Uncategorized | May 15, 2008
From an NMWA press release:
Pablo Picasso’s etchings will grace the walls of the National Museum of Wildlife Art in Jackson Hole in an exhibition called “Picasso’s Park: Modernism Meets Natural History” on view from June 7-October 19.
Pablo Picasso’s experimentation with form, line, color, and structure in the context of the animal as subject is chronicled in “Picasso’s Park: Modernism Meets Natural History.” The exhibition is a rare opportunity to see all 31 etchings Picasso created for a 1941 edition of Comte de Buffon’s Natural History [L’historie Naturelle]. First published in 1741 and comprised of 36 volumes, Natural History was the most authoritative work chronicling the natural world at that time.
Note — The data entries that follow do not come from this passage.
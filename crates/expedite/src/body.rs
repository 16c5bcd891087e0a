//! Request, response, and body types at the pipeline seam
//!
//! The middleware is installed in front of whatever dispatches requests to
//! handlers. That seam is expressed with plain `http` types plus a boxed
//! streaming body, so the crate works the same whether the handler returns a
//! fully buffered payload or streams it chunk by chunk.

use crate::error::BoxError;
use bytes::Bytes;
use http_body::{Body, Frame, SizeHint};
use http_body_util::combinators::BoxBody;
use http_body_util::{BodyExt, Empty, Full};
use std::future::Future;
use std::pin::Pin;
use std::sync::Arc;
use std::task::{Context, Poll};

/// HTTP request as seen by the middleware.
///
/// The body is already buffered by the surrounding pipeline; the cache layer
/// itself only reads the method, URI, headers, and extensions.
pub type Request = http::Request<Bytes>;

/// HTTP response produced by handlers and by the middleware.
pub type Response = http::Response<CacheBody>;

/// The proceed-callback: runs the rest of the pipeline for a request.
///
/// The middleware invokes it exactly once per request unless it has already
/// fully terminated the response itself (a 304 or a cache replay).
pub type Next =
    Arc<dyn Fn(Request) -> Pin<Box<dyn Future<Output = Response> + Send + 'static>> + Send + Sync>;

/// A boxed response body that may stream.
///
/// Handlers can hand back anything implementing [`http_body::Body`]; the
/// middleware never assumes the payload fits a single frame.
pub struct CacheBody {
    inner: BoxBody<Bytes, BoxError>,
}

impl CacheBody {
    /// Box an arbitrary body.
    pub fn new<B>(body: B) -> Self
    where
        B: Body<Data = Bytes> + Send + Sync + 'static,
        B::Error: Into<BoxError>,
    {
        Self {
            inner: body.map_err(Into::into).boxed(),
        }
    }

    /// A single-frame body holding the given bytes.
    pub fn full(bytes: impl Into<Bytes>) -> Self {
        Self::new(Full::new(bytes.into()))
    }

    /// A body with no frames at all.
    pub fn empty() -> Self {
        Self::new(Empty::new())
    }
}

impl Body for CacheBody {
    type Data = Bytes;
    type Error = BoxError;

    fn poll_frame(
        self: Pin<&mut Self>,
        cx: &mut Context<'_>,
    ) -> Poll<Option<Result<Frame<Self::Data>, Self::Error>>> {
        Pin::new(&mut self.get_mut().inner).poll_frame(cx)
    }

    fn is_end_stream(&self) -> bool {
        self.inner.is_end_stream()
    }

    fn size_hint(&self) -> SizeHint {
        self.inner.size_hint()
    }
}

impl std::fmt::Debug for CacheBody {
    fn fmt(&self, f: &mut std::fmt::Formatter<'_>) -> std::fmt::Result {
        f.debug_struct("CacheBody").finish_non_exhaustive()
    }
}
//! # expedite
//!
//! HTTP response cache middleware. It sits in front of a request pipeline,
//! replays a previously captured response while it is fresh, and otherwise
//! lets the request proceed while transparently capturing the outgoing bytes
//! for future reuse. Handlers never know caching exists.
//!
//! What it does per request:
//!
//! - derives a cache key from method, path+query, optionally the session id,
//!   optionally an ETag validator;
//! - looks the key up in a pluggable [`CacheStore`] (TTL key/value, with an
//!   in-memory default);
//! - on a hit, replays the stored status/headers/body, or answers a bare 304
//!   when the client's `if-none-match` still matches;
//! - on a miss, takes a per-key capture lock (one concurrent capture per
//!   key), mirrors the streamed response bytes into a buffer, and once the
//!   stream completes parses them back into a structured entry and stores it
//!   with a per-status TTL.
//!
//! It is not a general HTTP cache: no cache-control parsing, no vary
//! negotiation, no cross-process locking.
//!
//! ## Example
//!
//! ```rust,ignore
//! use expedite::{CacheMiddleware, CacheOptions};
//!
//! let cache = CacheMiddleware::new(
//!     CacheOptions::builder()
//!         .namespace("pages")
//!         .default_ttl("1 minute")
//!         .expire_status(404, "10 seconds")
//!         .build()?,
//! );
//!
//! // Installed in front of the pipeline:
//! // let response = cache.handle(request, next).await;
//! ```
//!
//! Derived instances share the same store and capture locks:
//!
//! ```rust,ignore
//! let slow = cache.with_ttl("1 hour")?;
//! let per_user = cache.with_session_awareness(true);
//! ```

#![warn(missing_docs)]
#![warn(rustdoc::missing_crate_level_docs)]

mod body;
mod capture;
mod config;
mod entry;
mod error;
mod expiry;
mod key;
mod locks;
mod middleware;
mod parse;
mod revalidate;
mod store;

pub use body::{CacheBody, Next, Request, Response};
pub use config::{
    CacheOptions, CacheOptionsBuilder, CachePredicate, Ttl, DEFAULT_CACHE_STATUS_HEADER,
};
pub use entry::CachedResponse;
pub use error::{BoxError, ConfigError, ParseError, StoreError};
pub use expiry::ExpiryPolicy;
pub use key::{KeyGenerator, SessionId};
pub use locks::LockTable;
pub use middleware::CacheMiddleware;
pub use parse::parse_response;
pub use revalidate::not_modified;
pub use store::{CacheStore, MemoryStore};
That Picasso was tapped to provide etchings for the bicentennial edition of the book is a wonderful “illustration” of the continuing importance of the arts in describing how man relates to nature. Not one to adhere to convention, Picasso illustrated lobsters, spiders, and frogs in addition to the more classic deer, lions, and hawks.
The exciting exhibition is a wonderful opportunity to learn about Picasso’s influence on the world of modern art. In addition to the images in the exhibit, the Museum includes interpretive text and a number of events ranging from children’s art making classes to gallery theatre to further explore Picasso’s work and methods.